### Exercise requirements
Would you find each line in the entries below with the string "format" and copy it?

### Supplied material
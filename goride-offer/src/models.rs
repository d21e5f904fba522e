use chrono::NaiveTime;
use goride_catalog::ServiceClass;
use goride_shared::TripDuration;
use serde::Serialize;
use uuid::Uuid;

/// A generated bus offer. Immutable once generated; its lifetime is one
/// search result set.
#[derive(Debug, Clone, Serialize, PartialEq)]
pub struct BusOffer {
    pub id: Uuid,
    pub operator: String,
    pub service_class: ServiceClass,
    pub rating: f32,
    pub amenities: Vec<String>,
    pub origin: String,
    pub destination: String,
    pub departure: NaiveTime,
    pub arrival: NaiveTime,
    pub duration: TripDuration,
    /// Fare per seat, in rupees
    pub price: i64,
    pub seats_left: u32,
}

impl BusOffer {
    /// Timing strip shown on a result card: "22:15 → 03:45 · 5h 30m"
    pub fn timing(&self) -> String {
        format!(
            "{} → {} · {}",
            self.departure.format("%H:%M"),
            self.arrival.format("%H:%M"),
            self.duration
        )
    }

    /// "Mumbai → Pune"
    pub fn leg(&self) -> String {
        format!("{} → {}", self.origin, self.destination)
    }
}

#[cfg(test)]
mod tests {
    use super::*;

    fn sample() -> BusOffer {
        BusOffer {
            id: Uuid::nil(),
            operator: "Volvo Express".to_string(),
            service_class: ServiceClass::AcSleeper,
            rating: 4.7,
            amenities: vec!["WiFi".to_string(), "AC".to_string()],
            origin: "Mumbai".to_string(),
            destination: "Pune".to_string(),
            departure: NaiveTime::from_hms_opt(22, 15, 0).unwrap(),
            arrival: NaiveTime::from_hms_opt(3, 45, 0).unwrap(),
            duration: TripDuration::new(5, 30),
            price: 780,
            seats_left: 12,
        }
    }

    #[test]
    fn test_timing_strip() {
        assert_eq!(sample().timing(), "22:15 → 03:45 · 5h 30m");
    }

    #[test]
    fn test_serializes_wall_clock_times() {
        let json = serde_json::to_value(sample()).unwrap();
        assert_eq!(json["departure"], "22:15:00");
        assert_eq!(json["service_class"], "AC_SLEEPER");
    }
}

### Solution to this exercise
        format!(
            self.departure.format("%H:%M"),
            self.arrival.format("%H:%M"),
        format!("{} → {}", self.origin, self.destination)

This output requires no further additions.